I am learning about different ways to interface python and C. I have this function that takes the sum of integers between 0 and the function input. I've coded this function in python, cython, and C (interfaced using ctypes). Then, I timed the execution time using an input of 5000 and running the function 1000 times, and these were the results:
Cython is way faster than the ctypes approach (where I coded the C myself). What makes cython so much faster than the ctypes approach? I provide all the details below:
example_py.py
:
def sumTo(x):
y = 0
for i in range(x):
y += i
return y
example_cy.pyx
:
cpdef int sumTo(int x):
cdef int y = 0
cdef int i
for i in range(x):
y += i
return y
Setup file: setup.py
:
from distutils.core import setup
from Cython.Build import cythonize
setup(ext_modules = cythonize('example_cy.pyx'))
Compile by running python setup.py build_ext --inplace
.
example_C.h
:
#ifndef EXAMPLE_C_
#define EXAMPLE_C_
int sumTo(int x);
#endif
example_C.c
:
#include <stdio.h>
#include "example_C.h"
int sumTo(int x) {
int y = 0;
for(int i = 0; i < x; i++) {
y += i;
}
return y;
}
Compile by running gcc -shared -o libcalci.so -fPIC example_C.c
.
To test the ctypes approach, I ran this script:
import example_py
from ctypes import *
import time
numRuns = 1000
x = 5000
# Run test on python script
tic = time.perf_counter()
for i in range(numRuns):
example_py.sumTo(x)
py_runtime = time.perf_counter() - tic
# Run test on c script
libCalc = CDLL("./libcalci.so")
tic = time.perf_counter()
for i in range(numRuns):
libCalc.sumTo(x)
c_runtime = time.perf_counter() - tic
# Print results
print(py_runtime, c_runtime)
print('Ctypes is {}x faster'.format(py_runtime/c_runtime))
To test the cython approach, I ran this script:
import time
import example_cy
import example_py
numRuns = 1000
x = 5000
# Run test on python script
tic = time.perf_counter()
for i in range(numRuns):
example_py.sumTo(x)
py_runtime = time.perf_counter() - tic
# Run test on c script
tic = time.perf_counter()
for i in range(numRuns):
example_cy.sumTo(x)
c_runtime = time.perf_counter() - tic
# Print results
print(py_runtime, c_runtime)
print('Cython is {}x faster'.format(py_runtime/c_runtime))
Any thoughts on why ctypes approach is so much slower than the cython approach? Thank you for your time and wisdom!
Thanks to Jérôme Richard!
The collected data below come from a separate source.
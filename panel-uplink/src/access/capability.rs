//! API keys as restrictable capabilities.
//!
//! A key is an HMAC-SHA256 chain: the issuer computes
//! `tail = HMAC(secret, head)`, and every restriction appends a caveat and
//! replaces the tail with `HMAC(tail, caveat)`. Any holder can narrow a key
//! without knowing the issuing secret; only the issuer can verify it.

use crate::utils::errors::{Result, UplinkError};
use base64::engine::general_purpose::URL_SAFE_NO_PAD;
use base64::Engine;
use hmac::{Hmac, Mac};
use serde::{Deserialize, Serialize};
use sha2::Sha256;
use std::fmt;

type HmacSha256 = Hmac<Sha256>;

/// Operations a capability may be asked to authorize.
#[derive(Debug, Clone, Copy, PartialEq, Eq)]
pub enum Action {
    Read,
    Write,
    Delete,
    List,
}

/// A bucket, optionally narrowed to a key prefix.
#[derive(Debug, Clone, PartialEq, Eq, Serialize, Deserialize)]
pub struct PathRestriction {
    pub bucket: String,
    #[serde(default)]
    pub path_prefix: String,
}

impl PathRestriction {
    pub fn new(bucket: &str, path_prefix: &str) -> Self {
        Self {
            bucket: bucket.to_string(),
            path_prefix: path_prefix.to_string(),
        }
    }

    /// Prefix components, ignoring empty segments.
    pub fn prefix_components(&self) -> Vec<&str> {
        split_components(&self.path_prefix)
    }

    /// Whether `key` inside `bucket` lies in this subtree. `None` asks about
    /// the bucket itself.
    pub fn covers(&self, bucket: &str, key: Option<&str>) -> bool {
        if self.bucket != bucket {
            return false;
        }
        match key {
            None => true,
            Some(key) => split_components(key).starts_with(&self.prefix_components()),
        }
    }
}

pub(crate) fn split_components(path: &str) -> Vec<&str> {
    path.split('/').filter(|c| !c.is_empty()).collect()
}

fn is_false(value: &bool) -> bool {
    !*value
}

/// A restriction attached to an API key.
#[derive(Debug, Clone, Default, PartialEq, Eq, Serialize, Deserialize)]
pub struct Caveat {
    #[serde(default, skip_serializing_if = "is_false")]
    pub disallow_reads: bool,

    #[serde(default, skip_serializing_if = "is_false")]
    pub disallow_writes: bool,

    #[serde(default, skip_serializing_if = "is_false")]
    pub disallow_deletes: bool,

    /// Empty means every path.
    #[serde(default, skip_serializing_if = "Vec::is_empty")]
    pub allowed_paths: Vec<PathRestriction>,
}

impl Caveat {
    fn permits(&self, action: Action, bucket: &str, key: Option<&str>) -> bool {
        let operation_allowed = match action {
            Action::Read => !self.disallow_reads,
            Action::Write => !self.disallow_writes,
            Action::Delete => !self.disallow_deletes,
            Action::List => true,
        };
        operation_allowed
            && (self.allowed_paths.is_empty()
                || self.allowed_paths.iter().any(|p| p.covers(bucket, key)))
    }
}

#[derive(Clone, PartialEq, Eq, Serialize, Deserialize)]
pub struct ApiKey {
    #[serde(with = "base64_bytes")]
    head: Vec<u8>,

    #[serde(default, skip_serializing_if = "Vec::is_empty")]
    caveats: Vec<Caveat>,

    #[serde(with = "base64_bytes")]
    tail: Vec<u8>,
}

impl ApiKey {
    /// Mint a root key. Only the party holding `secret` can do this.
    pub fn issue(secret: &[u8], head: Vec<u8>) -> Self {
        let tail = sign(secret, &head);
        Self {
            head,
            caveats: Vec::new(),
            tail,
        }
    }

    /// Parse the serialized form produced by [`ApiKey::serialize`].
    pub fn parse(encoded: &str) -> Result<Self> {
        let bytes = URL_SAFE_NO_PAD
            .decode(encoded.trim())
            .map_err(|e| UplinkError::Format(format!("API key is not valid base64: {}", e)))?;
        let key: ApiKey = serde_json::from_slice(&bytes)
            .map_err(|e| UplinkError::Format(format!("API key is malformed: {}", e)))?;
        if key.head.is_empty() || key.tail.len() != 32 {
            return Err(UplinkError::Format("API key is malformed: bad head or tail".into()));
        }
        Ok(key)
    }

    pub fn serialize(&self) -> String {
        // A struct of strings and bools always encodes.
        let json = serde_json::to_vec(self).unwrap_or_default();
        URL_SAFE_NO_PAD.encode(json)
    }

    pub fn head(&self) -> &[u8] {
        &self.head
    }

    pub fn caveats(&self) -> &[Caveat] {
        &self.caveats
    }

    pub fn is_restricted(&self) -> bool {
        !self.caveats.is_empty()
    }

    /// Derive a narrower key carrying `caveat` in addition to the existing ones.
    pub fn restrict(&self, caveat: Caveat) -> Result<Self> {
        let encoded = serde_json::to_vec(&caveat)
            .map_err(|e| UplinkError::Format(format!("failed to encode caveat: {}", e)))?;
        let mut caveats = self.caveats.clone();
        caveats.push(caveat);
        Ok(Self {
            head: self.head.clone(),
            caveats,
            tail: sign(&self.tail, &encoded),
        })
    }

    /// Recompute the chain from `secret` and compare in constant time.
    pub fn verify(&self, secret: &[u8]) -> bool {
        let mut key = secret.to_vec();
        let mut message = self.head.clone();
        for caveat in &self.caveats {
            key = sign(&key, &message);
            message = match serde_json::to_vec(caveat) {
                Ok(encoded) => encoded,
                Err(_) => return false,
            };
        }
        let Ok(mut mac) = HmacSha256::new_from_slice(&key) else {
            return false;
        };
        mac.update(&message);
        mac.verify_slice(&self.tail).is_ok()
    }

    /// Every caveat on the chain must permit the operation.
    pub fn allows(&self, action: Action, bucket: &str, key: Option<&str>) -> bool {
        self.caveats.iter().all(|c| c.permits(action, bucket, key))
    }
}

impl fmt::Debug for ApiKey {
    fn fmt(&self, f: &mut fmt::Formatter<'_>) -> fmt::Result {
        f.debug_struct("ApiKey")
            .field("head", &URL_SAFE_NO_PAD.encode(&self.head))
            .field("caveats", &self.caveats)
            .field("tail", &"<redacted>")
            .finish()
    }
}

fn sign(key: &[u8], message: &[u8]) -> Vec<u8> {
    // HMAC accepts keys of any length.
    let mut mac = match HmacSha256::new_from_slice(key) {
        Ok(mac) => mac,
        Err(_) => return Vec::new(),
    };
    mac.update(message);
    mac.finalize().into_bytes().to_vec()
}

pub(crate) mod base64_bytes {
    use base64::engine::general_purpose::URL_SAFE_NO_PAD;
    use base64::Engine;
    use serde::{Deserialize, Deserializer, Serializer};

    pub fn serialize<S: Serializer>(bytes: &[u8], serializer: S) -> Result<S::Ok, S::Error> {
        serializer.serialize_str(&URL_SAFE_NO_PAD.encode(bytes))
    }

    pub fn deserialize<'de, D: Deserializer<'de>>(deserializer: D) -> Result<Vec<u8>, D::Error> {
        let encoded = String::deserialize(deserializer)?;
        URL_SAFE_NO_PAD
            .decode(encoded.as_bytes())
            .map_err(serde::de::Error::custom)
    }
}
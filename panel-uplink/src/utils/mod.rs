//! Utility modules shared by the pipeline components.

pub mod errors;
pub mod logger;

pub use errors::{Result, StorageError, UplinkError};
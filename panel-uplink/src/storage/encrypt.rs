//! Segment encryption of object payloads.
//!
//! An encrypted object is a sequence of frames:
//! `u32 BE ciphertext length || 12-byte nonce || AES-256-GCM ciphertext`.
//! Each frame holds at most [`SEGMENT_SIZE`] plaintext bytes and is
//! authenticated together with its segment index and a final flag. The
//! stream always ends with an empty frame carrying the final flag, so
//! frames cannot be reordered, dropped from the middle or cut off the end.

use super::ByteStream;
use crate::access::encryption::Key;
use crate::utils::errors::StorageError;
use aes_gcm::aead::{rand_core::RngCore, Aead, KeyInit, OsRng, Payload};
use aes_gcm::{Aes256Gcm, Key as CipherKey, Nonce};
use bytes::{BufMut, Bytes, BytesMut};
use futures_util::StreamExt;
use std::io;
use std::sync::atomic::{AtomicU64, Ordering};
use std::sync::Arc;

pub const SEGMENT_SIZE: usize = 64 * 1024;
const NONCE_LEN: usize = 12;
const LEN_PREFIX: usize = 4;

/// Encrypt a plaintext stream with `key`.
pub fn encrypt_stream(inner: ByteStream, key: &Key) -> ByteStream {
    let cipher = Aes256Gcm::new(CipherKey::<Aes256Gcm>::from_slice(key));
    let segments = Arc::new(AtomicU64::new(0));

    let body_cipher = cipher.clone();
    let counter = Arc::clone(&segments);
    let body = inner.map(move |chunk: io::Result<Bytes>| -> io::Result<Bytes> {
        let chunk = chunk?;
        let mut out = BytesMut::new();
        for piece in chunk.chunks(SEGMENT_SIZE) {
            let index = counter.fetch_add(1, Ordering::Relaxed);
            seal_segment(&body_cipher, index, false, piece, &mut out)?;
        }
        Ok(out.freeze())
    });

    // Sealed only once the inner stream is exhausted.
    let terminator = futures_util::stream::once(async move {
        let mut out = BytesMut::new();
        seal_segment(&cipher, segments.load(Ordering::Relaxed), true, &[], &mut out)?;
        Ok::<_, io::Error>(out.freeze())
    });

    Box::pin(body.chain(terminator))
}

fn segment_aad(index: u64, last: bool) -> [u8; 9] {
    let mut aad = [0u8; 9];
    aad[..8].copy_from_slice(&index.to_be_bytes());
    aad[8] = last as u8;
    aad
}

fn seal_segment(
    cipher: &Aes256Gcm,
    index: u64,
    last: bool,
    plaintext: &[u8],
    out: &mut BytesMut,
) -> io::Result<()> {
    let mut nonce = [0u8; NONCE_LEN];
    OsRng.fill_bytes(&mut nonce);
    let aad = segment_aad(index, last);

    let ciphertext = cipher
        .encrypt(Nonce::from_slice(&nonce), Payload { msg: plaintext, aad: &aad })
        .map_err(|_| io::Error::other("segment encryption failed"))?;

    out.reserve(LEN_PREFIX + NONCE_LEN + ciphertext.len());
    out.put_u32(ciphertext.len() as u32);
    out.put_slice(&nonce);
    out.put_slice(&ciphertext);
    Ok(())
}

/// Decrypt a complete object produced by [`encrypt_stream`].
///
/// The last frame read must carry the final flag; an object that stops
/// short of it is rejected.
pub fn decrypt_object(key: &Key, data: &[u8]) -> Result<Vec<u8>, StorageError> {
    let cipher = Aes256Gcm::new(CipherKey::<Aes256Gcm>::from_slice(key));
    let mut plaintext = Vec::with_capacity(data.len());
    let mut rest = data;
    let mut index: u64 = 0;

    loop {
        if rest.len() < LEN_PREFIX + NONCE_LEN {
            return Err(StorageError::Backend(if rest.is_empty() {
                "object ends without a final segment".into()
            } else {
                "truncated segment header".into()
            }));
        }
        let (len_bytes, tail) = rest.split_at(LEN_PREFIX);
        let mut len = [0u8; LEN_PREFIX];
        len.copy_from_slice(len_bytes);
        let len = u32::from_be_bytes(len) as usize;

        let (nonce, tail) = tail.split_at(NONCE_LEN);
        if tail.len() < len {
            return Err(StorageError::Backend("truncated segment".into()));
        }
        let (ciphertext, tail) = tail.split_at(len);

        let last = tail.is_empty();
        let aad = segment_aad(index, last);
        let segment = cipher
            .decrypt(Nonce::from_slice(nonce), Payload { msg: ciphertext, aad: &aad })
            .map_err(|_| StorageError::Backend(format!("segment {} failed authentication", index)))?;
        plaintext.extend_from_slice(&segment);

        if last {
            return Ok(plaintext);
        }
        rest = tail;
        index += 1;
    }
}

/// Collect an in-memory payload into a single stream item.
pub fn single_chunk(bytes: impl Into<Bytes>) -> ByteStream {
    let bytes: Bytes = bytes.into();
    Box::pin(futures_util::stream::once(futures_util::future::ready(
        Ok::<_, io::Error>(bytes),
    )))
}

#[cfg(test)]
mod tests {
    use super::*;
    use futures_util::TryStreamExt;

    async fn collect(stream: ByteStream) -> Vec<u8> {
        stream
            .try_fold(Vec::new(), |mut acc, chunk| async move {
                acc.extend_from_slice(&chunk);
                Ok(acc)
            })
            .await
            .unwrap()
    }

    #[tokio::test]
    async fn test_large_payload_spans_segments() {
        let key = [9u8; 32];
        let payload: Vec<u8> = (0..(SEGMENT_SIZE * 2 + 17)).map(|i| (i % 251) as u8).collect();

        let sealed = collect(encrypt_stream(single_chunk(payload.clone()), &key)).await;
        // three data frames plus the empty final frame, each with its own header and tag
        assert_eq!(sealed.len(), payload.len() + 4 * (LEN_PREFIX + NONCE_LEN + 16));
        assert_eq!(decrypt_object(&key, &sealed).unwrap(), payload);
    }

    #[tokio::test]
    async fn test_wrong_key_fails_authentication() {
        let sealed = collect(encrypt_stream(single_chunk(&b"test"[..]), &[1u8; 32])).await;
        assert!(matches!(
            decrypt_object(&[2u8; 32], &sealed),
            Err(StorageError::Backend(_))
        ));
    }

    #[tokio::test]
    async fn test_truncated_object_is_rejected() {
        let sealed = collect(encrypt_stream(single_chunk(&b"test"[..]), &[1u8; 32])).await;
        assert!(decrypt_object(&[1u8; 32], &sealed[..sealed.len() - 1]).is_err());
    }

    #[tokio::test]
    async fn test_dropped_trailing_segments_are_rejected() {
        let key = [4u8; 32];
        let payload = vec![7u8; SEGMENT_SIZE * 2 + 17];
        let sealed = collect(encrypt_stream(single_chunk(payload), &key)).await;

        let frame = LEN_PREFIX + NONCE_LEN + SEGMENT_SIZE + 16;
        for kept in [frame, 2 * frame, sealed.len() - (LEN_PREFIX + NONCE_LEN + 16)] {
            assert!(matches!(
                decrypt_object(&key, &sealed[..kept]),
                Err(StorageError::Backend(_))
            ));
        }
    }

    #[tokio::test]
    async fn test_data_after_final_segment_is_rejected() {
        let key = [4u8; 32];
        let mut sealed = collect(encrypt_stream(single_chunk(&b"first"[..]), &key)).await;
        let second = collect(encrypt_stream(single_chunk(&b"second"[..]), &key)).await;
        sealed.extend_from_slice(&second);
        assert!(decrypt_object(&key, &sealed).is_err());
    }

    #[tokio::test]
    async fn test_empty_payload_round_trips() {
        let key = [1u8; 32];
        let sealed = collect(encrypt_stream(single_chunk(Bytes::new()), &key)).await;
        assert_eq!(sealed.len(), LEN_PREFIX + NONCE_LEN + 16);
        assert!(decrypt_object(&key, &sealed).unwrap().is_empty());
    }

    #[test]
    fn test_zero_bytes_are_not_an_object() {
        assert!(matches!(
            decrypt_object(&[1u8; 32], &[]),
            Err(StorageError::Backend(_))
        ));
    }
}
The ctypes approach was resulting in tests slower than the cython approach since I wasn't using optimization flags when compiling the C code.
As mentioned above, using the -O3
flag sped the code from the ctypes approach up to 214x faster than python, using -O3 -mavx2
sped it up to 315x faster, and using -O3 -mavx2 -march=native
sped it up to 325x faster.